Your objective: Reproduce the entries below exactly, but only from the line containing "fn from(config: &DatabaseConfig)" to the line containing "let config = config.unwrap_or_default();", inclusive.

(Task input)

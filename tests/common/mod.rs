//! Common test utilities for integration tests
//!
//! Provides shared fixtures and helpers used across multiple integration
//! test files.

#![allow(dead_code)]

use std::path::PathBuf;
use std::sync::Arc;

use chrono::Utc;
use faultline::adapters::in_memory::InMemoryCaseStore;
use faultline::adapters::reasoning::{ScriptedReasoningModel, ScriptedResponse};
use faultline::domain::models::{CaseId, Config, ModelOutput, Turn, TurnId, TurnRole};
use faultline::domain::ports::{CaseStore, NullRetrievalProvider, RetrievalProvider};
use faultline::TurnCoordinator;
use tempfile::TempDir;

/// Create a temporary test database
///
/// Returns the path to a SQLite database file in a temporary directory.
pub fn temp_db_path() -> (TempDir, PathBuf) {
    let dir = tempfile::tempdir().expect("Failed to create temp dir");
    let db_path = dir.path().join("test.db");
    (dir, db_path)
}

/// Setup test logging
///
/// Initializes tracing subscriber for test output.
pub fn setup_test_logging() {
    use tracing_subscriber::fmt;

    let _ = fmt()
        .with_test_writer()
        .with_max_level(tracing::Level::DEBUG)
        .try_init();
}

/// Turns `1..=contents.len()` of a case with the given contents.
pub fn turns(case_id: CaseId, contents: &[String]) -> Vec<Turn> {
    contents
        .iter()
        .enumerate()
        .map(|(i, content)| Turn {
            case_id,
            ordinal: TurnId(i as u64 + 1),
            role: TurnRole::User,
            content: content.clone(),
            timestamp: Utc::now(),
            evidence: Vec::new(),
        })
        .collect()
}

/// A scripted reply carrying a structured payload.
pub fn structured(text: &str, payload: serde_json::Value) -> ScriptedResponse {
    ScriptedResponse::success(ModelOutput::structured(text, payload))
}

/// Engine wired to an in-memory store.
pub struct Harness {
    pub store: Arc<InMemoryCaseStore>,
    pub reasoning: Arc<ScriptedReasoningModel>,
    pub coordinator: TurnCoordinator,
}

impl Harness {
    pub fn new(responses: Vec<ScriptedResponse>) -> Self {
        Self::with(responses, Arc::new(NullRetrievalProvider::new()), &Config::default())
    }

    pub fn with(
        responses: Vec<ScriptedResponse>,
        retrieval: Arc<dyn RetrievalProvider>,
        config: &Config,
    ) -> Self {
        let store = Arc::new(InMemoryCaseStore::new());
        let reasoning = Arc::new(ScriptedReasoningModel::new(responses));
        let store_port: Arc<dyn CaseStore> = store.clone();
        let coordinator = TurnCoordinator::new(store_port, retrieval, reasoning.clone(), config);
        Self {
            store,
            reasoning,
            coordinator,
        }
    }
}
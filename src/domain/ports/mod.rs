//! Port trait definitions (Hexagonal Architecture)
//!
//! This module defines async trait interfaces that adapters must implement:
//! - CaseStore: persistence of turns, hypotheses, conclusions and phase history
//! - RetrievalProvider: similarity search over prior turns
//! - ReasoningModel: invocation of the external reasoning model
//!
//! The engine depends only on these traits; concrete implementations are
//! injected into the turn coordinator.

pub mod case_store;
pub mod null_retrieval;
pub mod reasoning;
pub mod retrieval;

pub use case_store::{CaseStore, TurnCommit};
pub use null_retrieval::NullRetrievalProvider;
pub use reasoning::ReasoningModel;
pub use retrieval::RetrievalProvider;
//! End-to-end turn processing against the in-memory store.

mod common;

use std::sync::Arc;
use std::time::Duration;

use common::{structured, Harness};
use faultline::adapters::reasoning::ScriptedResponse;
use faultline::adapters::retrieval::UnavailableRetrievalProvider;
use faultline::domain::models::{
    ConfidenceTier, Config, HypothesisStatus, IntensityLevel, IntensityReason, InvestigationPhase,
    NewTurn, TurnCondition,
};
use faultline::domain::ports::CaseStore;
use faultline::DomainError;
use serde_json::json;
use uuid::Uuid;

#[tokio::test]
async fn test_first_turn_on_empty_case() {
    let harness = Harness::new(vec![ScriptedResponse::text("Can you share the error message?")]);
    let case = harness.coordinator.create_case("VPN drops every hour").await.unwrap();

    let plan = harness
        .coordinator
        .process_turn(case.id, NewTurn::user("The VPN disconnects roughly every hour"))
        .await
        .unwrap();

    assert_eq!(plan.turn.value(), 1);
    assert!(plan.memory.hot.is_empty());
    assert!(plan.memory.warm.is_empty());
    assert!(plan.memory.cold.is_empty());
    assert!(plan.hypotheses.is_empty());
    assert_eq!(plan.conclusion.confidence_tier, ConfidenceTier::Low);
    assert_eq!(plan.phase.current, InvestigationPhase::Consulting);
    assert!(plan.phase.transitions.is_empty());
    assert_eq!(plan.intensity.level, IntensityLevel::Light);
    assert!(plan.conditions.is_empty());

    // User turn plus the model's reply
    let snapshot = harness.coordinator.snapshot(case.id).await.unwrap();
    assert_eq!(snapshot.turns.len(), 2);
    assert_eq!(snapshot.case.version, case.version + 1);
    assert_eq!(harness.reasoning.requests().await.len(), 1);
}

#[tokio::test]
async fn test_investigation_reaches_resolved() {
    let harness = Harness::new(vec![
        structured(
            "This looks like certificate trouble.",
            json!({
                "problem_statement": "TLS handshakes to the billing API fail",
                "hypotheses": [{"statement": "intermediate certificate expired"}]
            }),
        ),
        structured(
            "The chain confirms it.",
            json!({
                "evidence": [
                    {"hypothesis": "intermediate certificate expired", "outcome": "supports", "reference": "openssl-s_client.txt"},
                    {"hypothesis": "intermediate certificate expired", "outcome": "supports", "reference": "cert-notafter.txt"},
                    {"hypothesis": "intermediate certificate expired", "outcome": "supports", "reference": "ca-bundle-diff.txt"}
                ],
                "solution": {"hypothesis": "intermediate certificate expired", "description": "Deploy the renewed intermediate bundle"}
            }),
        ),
    ]);
    let case = harness.coordinator.create_case("billing API TLS errors").await.unwrap();

    let first = harness
        .coordinator
        .process_turn(case.id, NewTurn::user("Calls to billing fail with handshake errors"))
        .await
        .unwrap();
    assert_eq!(first.phase.current, InvestigationPhase::Diagnosing);
    assert_eq!(first.hypotheses.len(), 1);
    assert_eq!(first.hypotheses[0].status(), HypothesisStatus::Proposed);

    let second = harness
        .coordinator
        .process_turn(
            case.id,
            NewTurn::user("Here is the certificate chain").with_evidence("openssl-s_client.txt"),
        )
        .await
        .unwrap();

    let hypothesis = &second.hypotheses[0];
    assert_eq!(hypothesis.status(), HypothesisStatus::Validated);
    assert!(hypothesis.confidence >= 0.75);
    assert_eq!(hypothesis.proposed_solution.as_deref(), Some("Deploy the renewed intermediate bundle"));
    assert_eq!(second.phase.current, InvestigationPhase::Resolved);
    // Forward moves cascade within one turn
    assert_eq!(second.phase.transitions.len(), 2);

    let transitions = harness.store.list_transitions(case.id).await.unwrap();
    assert_eq!(transitions.len(), 3);
    let history = harness.store.conclusion_history(case.id).await.unwrap();
    assert_eq!(history.len(), 2);
}

#[tokio::test]
async fn test_degraded_retrieval_still_produces_plan() {
    let harness = Harness::with(
        vec![],
        Arc::new(UnavailableRetrievalProvider::new("index rebuilding")),
        &Config::default(),
    );
    let case = harness.coordinator.create_case("disk fills overnight").await.unwrap();

    let plan = harness
        .coordinator
        .process_turn(case.id, NewTurn::user("/var is at 100% every morning"))
        .await
        .unwrap();

    assert!(plan.has_condition("degraded_retrieval"));
    assert!(plan.memory.warm.is_empty());
    assert!(plan
        .memory
        .degraded_retrieval
        .as_deref()
        .is_some_and(|m| m.contains("index rebuilding")));
}

#[tokio::test(start_paused = true)]
async fn test_timed_out_turn_commits_nothing_and_can_be_retried() {
    let mut config = Config::default();
    config.turn.timeout_ms = 50;
    let harness = Harness::with(
        vec![
            ScriptedResponse::text("too late").with_delay(Duration::from_secs(5)),
            ScriptedResponse::text("on time"),
        ],
        Arc::new(faultline::domain::ports::NullRetrievalProvider::new()),
        &config,
    );
    let case = harness.coordinator.create_case("cron job silent").await.unwrap();

    let err = harness
        .coordinator
        .process_turn(case.id, NewTurn::user("The 02:00 job produced no output"))
        .await
        .unwrap_err();
    assert!(matches!(err, DomainError::TurnTimedOut { timeout_ms: 50, .. }));
    assert!(err.is_retryable());

    let snapshot = harness.coordinator.snapshot(case.id).await.unwrap();
    assert!(snapshot.turns.is_empty());
    assert_eq!(snapshot.case.version, case.version);
    assert!(snapshot.conclusion.is_none());

    let plan = harness
        .coordinator
        .process_turn(case.id, NewTurn::user("The 02:00 job produced no output"))
        .await
        .unwrap();
    assert_eq!(plan.turn.value(), 1);
}

#[tokio::test]
async fn test_unknown_case_is_rejected() {
    let harness = Harness::new(vec![]);
    let missing = Uuid::new_v4();

    let err = harness
        .coordinator
        .process_turn(missing, NewTurn::user("hello"))
        .await
        .unwrap_err();
    assert!(matches!(err, DomainError::CaseNotFound(id) if id == missing));
    assert!(harness.reasoning.requests().await.is_empty());
}

#[tokio::test]
async fn test_model_failure_degrades_turn() {
    let harness = Harness::new(vec![ScriptedResponse::failure("rate limited")]);
    let case = harness.coordinator.create_case("memory leak in worker").await.unwrap();

    let plan = harness
        .coordinator
        .process_turn(case.id, NewTurn::user("RSS grows 100MB per hour"))
        .await
        .unwrap();

    assert!(plan.has_condition("reasoning_unavailable"));
    assert!(plan.hypotheses.is_empty());
    // Only the user turn is stored when the model produced nothing
    let snapshot = harness.coordinator.snapshot(case.id).await.unwrap();
    assert_eq!(snapshot.turns.len(), 1);
}

#[tokio::test]
async fn test_empty_turn_is_invalid() {
    let harness = Harness::new(vec![]);
    let case = harness.coordinator.create_case("anything").await.unwrap();

    let err = harness
        .coordinator
        .process_turn(case.id, NewTurn::user("   "))
        .await
        .unwrap_err();
    assert!(matches!(err, DomainError::ValidationFailed(_)));
}

#[tokio::test]
async fn test_malformed_entries_are_dropped_individually() {
    let harness = Harness::new(vec![structured(
        "",
        json!({
            "hypotheses": [
                {"statement": "DNS TTL too long"},
                {"statement": ""},
                {"rationale": "no statement at all"}
            ]
        }),
    )]);
    let case = harness.coordinator.create_case("stale DNS after failover").await.unwrap();

    let plan = harness
        .coordinator
        .process_turn(case.id, NewTurn::user("Clients keep hitting the old IP"))
        .await
        .unwrap();

    assert_eq!(plan.hypotheses.len(), 1);
    assert_eq!(plan.dropped_extractions(), 2);
}

#[tokio::test]
async fn test_evidence_for_rejected_hypothesis_is_flagged() {
    let harness = Harness::new(vec![structured(
        "",
        json!({
            "hypotheses": [{"statement": "stale DNS cache"}],
            "disconfirmed": ["stale DNS cache"],
            "evidence": [{"hypothesis": "stale DNS cache", "outcome": "supports", "reference": "dig-1"}]
        }),
    )]);
    let case = harness.coordinator.create_case("intermittent 404s").await.unwrap();

    let plan = harness
        .coordinator
        .process_turn(case.id, NewTurn::user("Some pods resolve the old service IP"))
        .await
        .unwrap();

    let hypothesis = &plan.hypotheses[0];
    assert_eq!(hypothesis.status(), HypothesisStatus::Rejected);
    assert!(hypothesis.supporting.is_empty());
    assert_eq!(plan.dropped_extractions(), 1);
    let reasons = plan
        .conditions
        .iter()
        .find_map(|c| match c {
            TurnCondition::MalformedExtraction { reasons, .. } => Some(reasons.clone()),
            _ => None,
        })
        .unwrap();
    assert!(reasons[0].contains("is rejected"));
}

#[tokio::test]
async fn test_repeated_loop_backs_are_detected_and_escalate() {
    // Each cycle validates a fresh hypothesis with a fix, then the user rules it out.
    let validate = |statement: &str| {
        structured(
            "",
            json!({
                "problem_statement": "Nightly batch job overruns its window",
                "hypotheses": [{"statement": statement}],
                "evidence": [
                    {"hypothesis": statement, "outcome": "supports", "reference": format!("{statement}-1")},
                    {"hypothesis": statement, "outcome": "supports", "reference": format!("{statement}-2")},
                    {"hypothesis": statement, "outcome": "supports", "reference": format!("{statement}-3")}
                ],
                "solution": {"hypothesis": statement, "description": "apply the fix"}
            }),
        )
    };
    let disconfirm = |statement: &str| structured("", json!({"disconfirmed": [statement]}));

    let harness = Harness::new(vec![
        validate("lock contention"),
        disconfirm("lock contention"),
        validate("slow storage tier"),
        disconfirm("slow storage tier"),
        validate("bad query plan"),
        disconfirm("bad query plan"),
    ]);
    let case = harness.coordinator.create_case("batch overrun").await.unwrap();

    let mut plans = Vec::new();
    for i in 0..6 {
        let plan = harness
            .coordinator
            .process_turn(case.id, NewTurn::user(format!("update {i}")))
            .await
            .unwrap();
        plans.push(plan);
    }

    assert_eq!(plans[0].phase.current, InvestigationPhase::Resolved);
    for plan in &plans[..5] {
        assert!(!plan.loop_detected());
    }
    for plan in [&plans[1], &plans[3], &plans[5]] {
        assert!(plan.phase.looped_back);
        assert_eq!(plan.phase.current, InvestigationPhase::Diagnosing);
    }

    let last = &plans[5];
    assert!(last.loop_detected());
    assert!(last.conditions.iter().any(|c| matches!(
        c,
        TurnCondition::LoopDetected { phase: InvestigationPhase::Diagnosing, occurrences: 4, max_loops: 3 }
    )));
    assert_eq!(last.intensity.level, IntensityLevel::Full);
    assert!(last.intensity.reasons.contains(&IntensityReason::LoopDetected));
}

#[tokio::test]
async fn test_turns_of_one_case_are_serialized() {
    let harness = Arc::new(Harness::new(vec![]));
    let case = harness.coordinator.create_case("flaky CI").await.unwrap();

    let handles: Vec<_> = (0..8)
        .map(|i| {
            let harness = Arc::clone(&harness);
            tokio::spawn(async move {
                harness
                    .coordinator
                    .process_turn(case.id, NewTurn::user(format!("observation {i}")))
                    .await
            })
        })
        .collect();

    for result in futures::future::join_all(handles).await {
        result.unwrap().unwrap();
    }

    let snapshot = harness.coordinator.snapshot(case.id).await.unwrap();
    let ordinals: Vec<u64> = snapshot.turns.iter().map(|t| t.ordinal.value()).collect();
    assert_eq!(ordinals, (1..=8).collect::<Vec<_>>());
    assert_eq!(snapshot.case.version, case.version + 8);
}
//! Adapters implementing the domain ports.

pub mod in_memory;
pub mod reasoning;
pub mod retrieval;
pub mod sqlite;
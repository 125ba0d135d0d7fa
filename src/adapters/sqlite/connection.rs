//! SQLite database connection pool management.

use sqlx::sqlite::{SqliteConnectOptions, SqliteJournalMode, SqlitePoolOptions, SqliteSynchronous};
use sqlx::SqlitePool;
use std::path::Path;
use std::str::FromStr;
use std::time::Duration;
use thiserror::Error;

use crate::domain::models::DatabaseConfig;

#[derive(Debug, Error)]
pub enum ConnectionError {
    #[error("Failed to create pool: {0}")]
    PoolCreationFailed(#[source] sqlx::Error),
    #[error("Invalid database URL: {0}")]
    InvalidDatabaseUrl(String),
    #[error("Failed to create directory: {0}")]
    DirectoryCreationFailed(#[source] std::io::Error),
    #[error("Connection failed: {0}")]
    ConnectionFailed(#[source] sqlx::Error),
}

#[derive(Debug, Clone)]
pub struct PoolConfig {
    pub max_connections: u32,
    pub min_connections: u32,
    pub acquire_timeout: Duration,
}

impl Default for PoolConfig {
    fn default() -> Self {
        Self {
            max_connections: 5,
            min_connections: 1,
            acquire_timeout: Duration::from_secs(3),
        }
    }
}

impl From<&DatabaseConfig> for PoolConfig {
    fn from(config: &DatabaseConfig) -> Self {
        Self {
            max_connections: config.max_connections.max(1),
            min_connections: 1,
            ..Self::default()
        }
    }
}

/// Open a pool on `database_url`, creating the file and its directory if missing.
pub async fn create_pool(database_url: &str, config: Option<PoolConfig>) -> Result<SqlitePool, ConnectionError> {
    let config = config.unwrap_or_default();
    ensure_database_directory(database_url)?;

    let connect_options = SqliteConnectOptions::from_str(database_url)
        .map_err(|_| ConnectionError::InvalidDatabaseUrl(database_url.to_string()))?
        .create_if_missing(true)
        .journal_mode(SqliteJournalMode::Wal)
        .synchronous(SqliteSynchronous::Normal)
        .foreign_keys(true)
        .busy_timeout(Duration::from_secs(30));

    let pool = SqlitePoolOptions::new()
        .max_connections(config.max_connections)
        .min_connections(config.min_connections)
        .acquire_timeout(config.acquire_timeout)
        .connect_with(connect_options)
        .await
        .map_err(ConnectionError::PoolCreationFailed)?;

    Ok(pool)
}

/// Single-connection in-memory pool for tests and ephemeral sessions.
pub async fn create_test_pool() -> Result<SqlitePool, ConnectionError> {
    let connect_options = SqliteConnectOptions::from_str("sqlite::memory:")
        .map_err(|_| ConnectionError::InvalidDatabaseUrl("sqlite::memory:".to_string()))?
        .journal_mode(SqliteJournalMode::Wal)
        .synchronous(SqliteSynchronous::Normal)
        .foreign_keys(true)
        .shared_cache(true);

    SqlitePoolOptions::new()
        .max_connections(1)
        .connect_with(connect_options)
        .await
        .map_err(ConnectionError::PoolCreationFailed)
}

fn ensure_database_directory(database_url: &str) -> Result<(), ConnectionError> {
    let path = database_url
        .strip_prefix("sqlite:")
        .or_else(|| database_url.strip_prefix("sqlite://"))
        .unwrap_or(database_url);

    if path == ":memory:" || path.is_empty() {
        return Ok(());
    }

    let path = Path::new(path);
    if let Some(parent) = path.parent() {
        if !parent.as_os_str().is_empty() && !parent.exists() {
            std::fs::create_dir_all(parent).map_err(ConnectionError::DirectoryCreationFailed)?;
        }
    }
    Ok(())
}

pub async fn verify_connection(pool: &SqlitePool) -> Result<(), ConnectionError> {
    sqlx::query("SELECT 1").fetch_one(pool).await.map_err(ConnectionError::ConnectionFailed)?;
    Ok(())
}
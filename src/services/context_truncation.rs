//! Token estimation and prompt section truncation.
//!
//! Uses a 4 chars/token heuristic. Tier budgeting is done on the estimate of
//! each turn's full content; truncation only applies to how a single oversized
//! turn is rendered into the prompt.

/// Approximate characters per token (conservative heuristic).
const CHARS_PER_TOKEN: usize = 4;

/// Estimate the number of tokens in a string using the chars/token heuristic.
pub fn estimate_tokens(text: &str) -> usize {
    (text.len() + CHARS_PER_TOKEN - 1) / CHARS_PER_TOKEN
}

/// Truncate text to a token budget, cutting at the last newline before the
/// limit when there is one and never inside a UTF-8 sequence.
pub fn truncate_to_token_budget(text: &str, token_budget: usize) -> String {
    let max_chars = token_budget * CHARS_PER_TOKEN;

    if text.len() <= max_chars {
        return text.to_string();
    }

    let mut limit = max_chars;
    while !text.is_char_boundary(limit) {
        limit -= 1;
    }
    let truncate_at = text[..limit].rfind('\n').unwrap_or(limit);
    let truncated = &text[..truncate_at];

    format!(
        "{}\n[... truncated: ~{} of ~{} tokens shown ...]",
        truncated,
        estimate_tokens(truncated),
        estimate_tokens(text),
    )
}

#[cfg(test)]
mod tests {
    use super::*;

    #[test]
    fn test_estimate_tokens() {
        assert_eq!(estimate_tokens(""), 0);
        assert_eq!(estimate_tokens("abcd"), 1);
        assert_eq!(estimate_tokens("abcde"), 2);
        assert_eq!(estimate_tokens("abcdefgh"), 2);
    }

    #[test]
    fn test_truncate_to_token_budget() {
        let text = "word ".repeat(1000);
        let result = truncate_to_token_budget(&text, 100);
        assert!(result.len() < text.len());
        assert!(result.contains("[... truncated"));
    }

    #[test]
    fn test_truncate_to_token_budget_no_truncation() {
        let text = "short text";
        assert_eq!(truncate_to_token_budget(text, 100), text);
    }

    #[test]
    fn test_truncate_prefers_newline_boundary() {
        let text = "first line\nsecond line that runs long";
        let result = truncate_to_token_budget(text, 4);
        assert!(result.starts_with("first line\n[... truncated"));
    }

    #[test]
    fn test_truncate_respects_char_boundaries() {
        let text = "é".repeat(50);
        let result = truncate_to_token_budget(&text, 3);
        assert!(result.contains("[... truncated"));
    }
}
//! Phase orchestrator service.
//!
//! A deterministic state machine over investigation phases. Each turn it
//! either loops back (when the turn contradicted the previous conclusion) or
//! advances as far as the entry conditions allow, then checks the history
//! ring for cycles.
//!
//! Entry conditions:
//! - `Diagnosing`: the conclusion shows the problem is understood
//! - `Analyzing`: a live hypothesis is under test with supporting evidence
//! - `Resolved`: a hypothesis is validated and carries a proposed solution

use tracing::{info, warn};

use crate::domain::errors::DomainResult;
use crate::domain::models::{
    Hypothesis, HypothesisStatus, InvestigationPhase, LoopSignal, PhaseConfig, PhaseHistory,
    PhaseReport, PhaseState, TurnId, WorkingConclusion,
};

/// Configuration for the phase orchestrator.
#[derive(Debug, Clone, Copy, PartialEq, Eq)]
pub struct PhaseOrchestratorConfig {
    /// Capacity of the phase history ring
    pub history_capacity: usize,
    /// Occurrences of one phase in the ring above which a loop is reported
    pub max_loops: usize,
}

impl Default for PhaseOrchestratorConfig {
    fn default() -> Self {
        Self {
            history_capacity: 10,
            max_loops: 3,
        }
    }
}

impl From<&PhaseConfig> for PhaseOrchestratorConfig {
    fn from(config: &PhaseConfig) -> Self {
        Self {
            history_capacity: config.history_capacity,
            max_loops: config.max_loops,
        }
    }
}

/// What the orchestrator looks at for one turn.
#[derive(Debug, Clone, Copy)]
pub struct PhaseSignals<'a> {
    /// Conclusion before this turn, if any
    pub previous_conclusion: Option<&'a WorkingConclusion>,
    /// Conclusion generated for this turn
    pub conclusion: &'a WorkingConclusion,
    /// Hypotheses as they were before this turn
    pub hypotheses_before: &'a [Hypothesis],
    /// Hypotheses after this turn
    pub hypotheses: &'a [Hypothesis],
}

impl PhaseSignals<'_> {
    /// Why this turn contradicts the previous conclusion, if it does: a
    /// validated hypothesis became rejected, or confidence fell by more than
    /// one tier.
    pub fn contradiction(&self) -> Option<String> {
        if let Some(h) = self.hypotheses_before.iter().filter(|h| h.is_validated()).find(|before| {
            self.hypotheses
                .iter()
                .any(|after| after.id == before.id && after.is_rejected())
        }) {
            return Some(format!("validated hypothesis rejected: {}", h.statement));
        }

        let previous = self.previous_conclusion?;
        let drop = self.conclusion.confidence_tier.drop_from(previous.confidence_tier);
        (drop > 1).then(|| {
            format!(
                "confidence dropped from {} to {}",
                previous.confidence_tier, self.conclusion.confidence_tier
            )
        })
    }

    /// Whether the entry condition of `phase` holds.
    pub fn entry_condition_holds(&self, phase: InvestigationPhase) -> bool {
        match phase {
            InvestigationPhase::Consulting => true,
            InvestigationPhase::Diagnosing => self.conclusion.problem_understood(),
            InvestigationPhase::Analyzing => self.hypotheses.iter().any(|h| {
                matches!(h.status(), HypothesisStatus::Testing | HypothesisStatus::Validated)
                    && h.has_supporting_evidence()
            }),
            InvestigationPhase::Resolved => self
                .hypotheses
                .iter()
                .any(|h| h.is_validated() && h.proposed_solution.is_some()),
        }
    }

    fn entry_reason(phase: InvestigationPhase) -> &'static str {
        match phase {
            InvestigationPhase::Consulting => "restarting problem intake",
            InvestigationPhase::Diagnosing => "problem understood",
            InvestigationPhase::Analyzing => "hypothesis under test with supporting evidence",
            InvestigationPhase::Resolved => "validated hypothesis with proposed solution",
        }
    }
}

/// The phase orchestrator service.
#[derive(Debug, Clone, Default)]
pub struct PhaseOrchestrator {
    config: PhaseOrchestratorConfig,
}

impl PhaseOrchestrator {
    pub fn new(config: PhaseOrchestratorConfig) -> Self {
        Self { config }
    }

    pub fn config(&self) -> PhaseOrchestratorConfig {
        self.config
    }

    /// State of a new case.
    pub fn initial_state(&self) -> PhaseState {
        PhaseState::new(self.config.history_capacity)
    }

    /// Evaluate one turn against `state`, applying any transitions.
    ///
    /// On a contradiction the phase loops back to the latest earlier phase
    /// whose entry condition still holds and does not advance again this
    /// turn. Otherwise it advances while the next phase's entry condition
    /// holds.
    pub fn advance(
        &self,
        state: &mut PhaseState,
        signals: &PhaseSignals<'_>,
        turn: TurnId,
    ) -> DomainResult<PhaseReport> {
        state.turns_in_phase += 1;
        let mut transitions = Vec::new();
        let mut looped_back = false;

        match signals.contradiction() {
            Some(reason) => {
                let target = state
                    .current
                    .earlier()
                    .find(|p| signals.entry_condition_holds(*p));
                if let Some(target) = target {
                    let transition = state.enter(target, turn, reason)?;
                    info!(
                        from = %transition.from,
                        to = %transition.to,
                        turn = turn.value(),
                        reason = %transition.reason,
                        "Phase looped back"
                    );
                    transitions.push(transition);
                    looped_back = true;
                }
            }
            None => {
                while let Some(next) = state.current.next() {
                    if !signals.entry_condition_holds(next) {
                        break;
                    }
                    let transition =
                        state.enter(next, turn, PhaseSignals::entry_reason(next))?;
                    info!(
                        from = %transition.from,
                        to = %transition.to,
                        turn = turn.value(),
                        "Phase advanced"
                    );
                    transitions.push(transition);
                }
            }
        }

        let loop_signal = self.detect_loop(&state.history);
        if let Some(signal) = &loop_signal {
            warn!(
                phase = %signal.phase,
                occurrences = signal.occurrences,
                max_loops = signal.max_loops,
                "Investigation is cycling between phases"
            );
        }

        Ok(PhaseReport {
            current: state.current,
            transitions,
            looped_back,
            loop_signal,
            history: state.history.to_vec(),
            turns_in_phase: state.turns_in_phase,
        })
    }

    /// The most frequent phase in the ring, if it occurs more than
    /// `max_loops` times.
    pub fn detect_loop(&self, history: &PhaseHistory) -> Option<LoopSignal> {
        InvestigationPhase::ALL
            .into_iter()
            .map(|phase| (phase, history.occurrences(phase)))
            .filter(|(_, occurrences)| *occurrences > self.config.max_loops)
            .fold(None, |best: Option<(InvestigationPhase, usize)>, (phase, n)| match best {
                Some((_, m)) if m >= n => best,
                _ => Some((phase, n)),
            })
            .map(|(phase, occurrences)| LoopSignal {
                phase,
                occurrences,
                max_loops: self.config.max_loops,
            })
    }
}
//! CLI type definitions
//!
//! This module contains clap command structures that define the CLI interface.

use clap::{Parser, Subcommand};
use std::path::PathBuf;

use crate::cli::commands::case::CaseArgs;
use crate::cli::commands::config::ConfigArgs;
use crate::cli::commands::replay::ReplayArgs;

#[derive(Parser, Debug)]
#[command(name = "faultline")]
#[command(about = "Faultline - investigation orchestration for AI-assisted troubleshooting", long_about = None)]
#[command(version)]
pub struct Cli {
    #[command(subcommand)]
    pub command: Commands,

    /// Output in JSON format
    #[arg(short, long, global = true)]
    pub json: bool,

    /// Load configuration from this file instead of .faultline/
    #[arg(short, long, global = true, env = "FAULTLINE_CONFIG")]
    pub config: Option<PathBuf>,
}

#[derive(Subcommand, Debug)]
pub enum Commands {
    /// Open, inspect and advance investigation cases
    Case(CaseArgs),

    /// Run a scripted investigation in memory and print every turn plan
    Replay(ReplayArgs),

    /// Inspect the effective configuration
    Config(ConfigArgs),
}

(End Task input)

Result for this task:
    fn from(config: &DatabaseConfig) -> Self {
        Self {
            max_connections: config.max_connections.max(1),
            min_connections: 1,
            ..Self::default()
        }
    }
}

/// Open a pool on `database_url`, creating the file and its directory if missing.
pub async fn create_pool(database_url: &str, config: Option<PoolConfig>) -> Result<SqlitePool, ConnectionError> {
    let config = config.unwrap_or_default();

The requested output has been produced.